Most treatment recommendations are based on expert consensus and are still controversial. Radiotherapy, surgery, and chemotherapy are the three main treatments. Radiotherapy is the primary treatment for SBP that is highly sensitive to radiation,24 which usually has a local control rate of about 94% at doses of 40 to 45 Gy.25 Surgery is a reliable option for patients with nerve injury and spinal instability.26 It is not only a part of the diagnostic procedure but also the treatment of fracture fixation, laminectomy, or spinal stabilization.4 Surgery is a milestone for the histological diagnosis and specific treatment for plasmacytoma with distinct localizations.3 However, our study found that surgery combined with radiotherapy was a protective factor of OS, compared with radiation only or surgery only. Moreover, patients who were only treated with surgery were associated with a nearly 2.7-time higher risk of death. This result is consistent with other previous reports.17,27 Therefore, we speculate that surgical interventions could reduce the local symptoms such as neurological symptoms, vertebral fractures, etc., and improve the quality of life, while it does not help to prevent the progression of the disease substantially.
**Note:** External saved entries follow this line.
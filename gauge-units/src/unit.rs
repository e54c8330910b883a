//! Unit tags with their conversion metadata
//!
//! Each unit family is a plain enum. Metadata lives in a static table indexed
//! by the enum discriminant, so the table order must match the declaration
//! order (checked in tests).

use std::borrow::Cow;
use std::fmt;
use serde::{Serialize, Deserialize};
use thiserror::Error;
use tracing::debug;
use crate::dimension::{Dimension, Measure};
use crate::{imperial, metric, storage, temperature};

/// Metadata record for a unit tag
#[derive(Debug, Clone, Copy, PartialEq, Eq)]
pub struct UnitInfo<U> {
    pub unit: U,
    /// Display symbol; the bare glyph for metric prefixes
    pub symbol: &'static str,
    /// Plural name; the prefix word for metric prefixes
    pub name: &'static str,
    /// Power-of-1024 exponent for storage, power-of-ten exponent for metric
    /// prefixes, ratio to the previous rung for imperial ladders. Unused for
    /// temperature.
    pub scale: i32,
}

const fn info<U>(unit: U, symbol: &'static str, name: &'static str, scale: i32) -> UnitInfo<U> {
    UnitInfo { unit, symbol, name, scale }
}

// ============ storage ============

#[derive(Debug, Clone, Copy, PartialEq, Eq, Hash, Serialize, Deserialize)]
#[serde(rename_all = "snake_case")]
pub enum StorageUnit {
    Bytes,
    Kilobytes,
    Megabytes,
    Gigabytes,
    Terabytes,
    Petabytes,
    Exabytes,
    Zettabytes,
    Yottabytes,
}

static STORAGE_UNITS: [UnitInfo<StorageUnit>; 9] = [
    info(StorageUnit::Bytes, "B", "bytes", 0),
    info(StorageUnit::Kilobytes, "KB", "kilobytes", 1),
    info(StorageUnit::Megabytes, "MB", "megabytes", 2),
    info(StorageUnit::Gigabytes, "GB", "gigabytes", 3),
    info(StorageUnit::Terabytes, "TB", "terabytes", 4),
    info(StorageUnit::Petabytes, "PB", "petabytes", 5),
    info(StorageUnit::Exabytes, "EB", "exabytes", 6),
    info(StorageUnit::Zettabytes, "ZB", "zettabytes", 7),
    info(StorageUnit::Yottabytes, "YB", "yottabytes", 8),
];
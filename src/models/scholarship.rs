// src/models/scholarship.rs
use crate::error::AppResult;
use crate::validate::{FieldErrors, Validate};
use chrono::{NaiveDate, NaiveDateTime};
use serde::{Deserialize, Serialize};
use sqlx::FromRow;

pub const FUNDING_FULL: &str = "full";
pub const FUNDING_PARTIAL: &str = "partial";

#[derive(Debug, Clone, FromRow, Serialize, Deserialize)]
pub struct Scholarship {
    pub id: i64,
    pub title: String,
    pub slug: String,
    pub summary: String,
    pub body: String,
    pub country_id: Option<i64>,
    pub level_id: Option<i64>,
    pub category_id: Option<i64>,
    pub funding: String,
    pub deadline: Option<NaiveDate>,
    pub apply_url: String,
    pub image_url: Option<String>,
    pub featured: bool,
    pub published: bool,
    pub created_at: NaiveDateTime,
    pub updated_at: NaiveDateTime,
}

#[derive(Debug, Clone, Deserialize)]
pub struct ScholarshipPayload {
    pub title: String,
    #[serde(default)]
    pub slug: Option<String>,
    #[serde(default)]
    pub summary: String,
    #[serde(default)]
    pub body: String,
    #[serde(default)]
    pub country_id: Option<i64>,
    #[serde(default)]
    pub level_id: Option<i64>,
    #[serde(default)]
    pub category_id: Option<i64>,
    #[serde(default = "default_funding")]
    pub funding: String,
    #[serde(default)]
    pub deadline: Option<NaiveDate>,
    pub apply_url: String,
    #[serde(default)]
    pub image_url: Option<String>,
    #[serde(default)]
    pub featured: bool,
    #[serde(default)]
    pub published: bool,
}

fn default_funding() -> String {
    FUNDING_FULL.to_string()
}

impl Validate for ScholarshipPayload {
    fn validate(&self) -> AppResult<()> {
        let mut errs = FieldErrors::new();
        errs.require("title", &self.title);
        errs.max_len("title", &self.title, 300);
        errs.slug("slug", self.slug.as_deref());
        errs.max_len("summary", &self.summary, 1000);
        errs.require("apply_url", &self.apply_url);
        errs.max_len("apply_url", &self.apply_url, 2000);
        if self.funding != FUNDING_FULL && self.funding != FUNDING_PARTIAL {
            errs.add("funding", "must be 'full' or 'partial'");
        }
        errs.finish()
    }
}

/// Query-string filters for scholarship listings, shared by the public
/// site and the admin list endpoint. Taxonomies filter by slug.
#[derive(Debug, Clone, Default, Deserialize)]
pub struct ScholarshipFilter {
    #[serde(default)]
    pub q: Option<String>,
    #[serde(default)]
    pub country: Option<String>,
    #[serde(default)]
    pub level: Option<String>,
    #[serde(default)]
    pub category: Option<String>,
    #[serde(default)]
    pub featured: Option<bool>,
}
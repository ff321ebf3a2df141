// Auth lifecycle against an in-memory database: hashed credentials,
// generic rejection, and the fail-closed rule for deleted users.

use minhaty::db::create_test_pool;
use minhaty::error::AppError;
use minhaty::models::user::CreateUser;
use minhaty::services::{auth_service, user_service};
use minhaty::validate::Validate;

fn admin_payload() -> CreateUser {
    CreateUser {
        username: "admin".into(),
        password: "correct horse battery".into(),
        display_name: "مدير الموقع".into(),
        role: "admin".into(),
    }
}

#[tokio::test]
async fn passwords_are_stored_hashed_and_verified() {
    let pool = create_test_pool().await.unwrap();
    user_service::create(&pool, admin_payload()).await.unwrap();

    let user = user_service::find_by_username(&pool, "admin")
        .await
        .unwrap()
        .expect("user must exist");

    // Never plaintext in storage.
    assert_ne!(user.password_hash, "correct horse battery");
    assert!(user.password_hash.starts_with("$2"));

    assert!(auth_service::verify_password("correct horse battery", &user.password_hash)
        .await
        .unwrap());
    assert!(!auth_service::verify_password("wrong password", &user.password_hash)
        .await
        .unwrap());
}

#[tokio::test]
async fn duplicate_username_is_a_conflict() {
    let pool = create_test_pool().await.unwrap();
    user_service::create(&pool, admin_payload()).await.unwrap();

    let err = user_service::create(&pool, admin_payload())
        .await
        .unwrap_err();
    assert!(matches!(err, AppError::Conflict(_)), "got {err:?}");
}

#[tokio::test]
async fn session_identity_for_deleted_user_resolves_to_nothing() {
    let pool = create_test_pool().await.unwrap();
    let user = user_service::create(&pool, admin_payload()).await.unwrap();

    // A session would have stored this id; delete the user out from under it.
    assert!(user_service::delete(&pool, user.id).await.unwrap());

    // The auth gate re-fetches the user per request; a missing row means
    // the request is anonymous, never a stale identity.
    let resolved = user_service::find_by_id(&pool, user.id).await.unwrap();
    assert!(resolved.is_none(), "gate must fail closed");
}

#[tokio::test]
async fn weak_passwords_are_rejected_before_any_insert() {
    let pool = create_test_pool().await.unwrap();
    let payload = CreateUser {
        password: "short".into(),
        ..admin_payload()
    };

    assert!(matches!(payload.validate(), Err(AppError::Validation(_))));

    // Handler order: validate first, then create. Nothing was written.
    let users = user_service::list(&pool).await.unwrap();
    assert!(users.is_empty());
}

#[tokio::test]
async fn password_change_invalidates_the_old_secret() {
    let pool = create_test_pool().await.unwrap();
    let user = user_service::create(&pool, admin_payload()).await.unwrap();

    user_service::change_password(&pool, user.id, "a brand new secret")
        .await
        .unwrap();

    let stored = user_service::find_by_id(&pool, user.id)
        .await
        .unwrap()
        .unwrap();
    assert!(!auth_service::verify_password("correct horse battery", &stored.password_hash)
        .await
        .unwrap());
    assert!(auth_service::verify_password("a brand new secret", &stored.password_hash)
        .await
        .unwrap());
}

#[tokio::test]
async fn bootstrap_admin_only_runs_on_an_empty_table() {
    let pool = create_test_pool().await.unwrap();

    // No ADMIN_PASSWORD in the test environment: nothing happens.
    std::env::remove_var("ADMIN_PASSWORD");
    user_service::ensure_bootstrap_admin(&pool).await.unwrap();
    assert!(user_service::list(&pool).await.unwrap().is_empty());

    user_service::create(&pool, admin_payload()).await.unwrap();
    user_service::ensure_bootstrap_admin(&pool).await.unwrap();
    assert_eq!(user_service::list(&pool).await.unwrap().len(), 1);
}
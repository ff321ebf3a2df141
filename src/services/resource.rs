// src/services/resource.rs
//
// The one generic CRUD contract every admin resource goes through, instead
// of a copy per entity. A resource supplies its entity type, its payload
// type and the five database operations; the web layer (web/crud.rs) turns
// any implementor into a full set of routes.

use crate::error::{AppError, AppResult};
use crate::slug::slugify;
use crate::validate::Validate;
use async_trait::async_trait;
use serde::de::DeserializeOwned;
use serde::Serialize;
use sqlx::SqlitePool;
use std::collections::BTreeMap;
use std::collections::HashMap;

/// Raw query-string parameters for list endpoints. Each resource decides
/// which keys it honors; unknown keys are ignored.
pub type ListParams = HashMap<String, String>;

#[async_trait]
pub trait CrudResource: Send + Sync + 'static {
    /// Singular, human-readable name used in 404 messages and logs.
    const NAME: &'static str;

    type Entity: Serialize + Send + Sync;
    type Payload: DeserializeOwned + Validate + Send + Sync;

    async fn list(pool: &SqlitePool, params: &ListParams) -> AppResult<Vec<Self::Entity>>;
    async fn find(pool: &SqlitePool, id: i64) -> AppResult<Option<Self::Entity>>;
    async fn create(pool: &SqlitePool, payload: Self::Payload) -> AppResult<Self::Entity>;
    async fn update(pool: &SqlitePool, id: i64, payload: Self::Payload)
        -> AppResult<Self::Entity>;
    /// Returns whether a row was actually removed.
    async fn delete(pool: &SqlitePool, id: i64) -> AppResult<bool>;
}

/// Payloads with a name-derived slug. `resolve_slug` applies the
/// derived-field policy: an explicit slug wins, otherwise the slug is
/// derived from the name; a derivation that comes out empty (e.g. a purely
/// Arabic name) is a validation error asking for an explicit slug.
pub trait SlugSource {
    fn slug_name(&self) -> &str;
    fn slug_override(&self) -> Option<&str>;

    fn resolve_slug(&self) -> AppResult<String> {
        if let Some(slug) = self.slug_override().filter(|s| !s.is_empty()) {
            return Ok(slug.to_string());
        }
        let derived = slugify(self.slug_name());
        if derived.is_empty() {
            let mut fields = BTreeMap::new();
            fields.insert(
                "slug".to_string(),
                "name does not derive to a latin slug; provide one explicitly".to_string(),
            );
            return Err(AppError::Validation(fields));
        }
        Ok(derived)
    }
}

#[cfg(test)]
mod tests {
    use super::*;

    struct Named {
        name: String,
        slug: Option<String>,
    }

    impl SlugSource for Named {
        fn slug_name(&self) -> &str {
            &self.name
        }
        fn slug_override(&self) -> Option<&str> {
            self.slug.as_deref()
        }
    }

    #[test]
    fn explicit_slug_wins_over_derivation() {
        let n = Named {
            name: "Some Name".into(),
            slug: Some("custom".into()),
        };
        assert_eq!(n.resolve_slug().unwrap(), "custom");
    }

    #[test]
    fn empty_override_falls_back_to_derivation() {
        let n = Named {
            name: "Some Name".into(),
            slug: Some(String::new()),
        };
        assert_eq!(n.resolve_slug().unwrap(), "some-name");
    }

    #[test]
    fn arabic_only_name_requires_explicit_slug() {
        let n = Named {
            name: "منحة تركيا".into(),
            slug: None,
        };
        assert!(matches!(
            n.resolve_slug().unwrap_err(),
            AppError::Validation(_)
        ));
    }
}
There were several limitations in our study. Firstly, since the patient’s laboratory test results, including serum quantitative immunoglobulin, and Bence-Jones protein, were not available in the database, the patient’s predictive index was not sufficiently complete. Secondly, other factors, including marrow involvement by clonal plasma cells and skewed serum-free light chain ratio, were also not available in the database. Thirdly, due to the retrospective nature of the SEER database, the inevitable missing data might lead to sample size reduction (eg, only few patients were categorized as grade I–IV). Fourthly, due to the unavailable data of chemotherapy, whether chemotherapy has any benefit for SBP patients is unknown. Finally, detailed radiation regime and surgical procedure were not recorded, which might confound the results. Despite these shortcomings, the SEER database serves as an unparalleled resource for studying rare cancers.

Conclusion

Based on the SEER cohort, marital status, age, grade, treatment were identified as independent prognostic indicators for OS in SBP patients. We constructed a nomogram and risk classification system to predict the OS of SBP patients. The nomogram showed good applicability and great accuracy, and it could serve as a reliable tool for predicting OS in SBP patients, though further clinical verification is needed.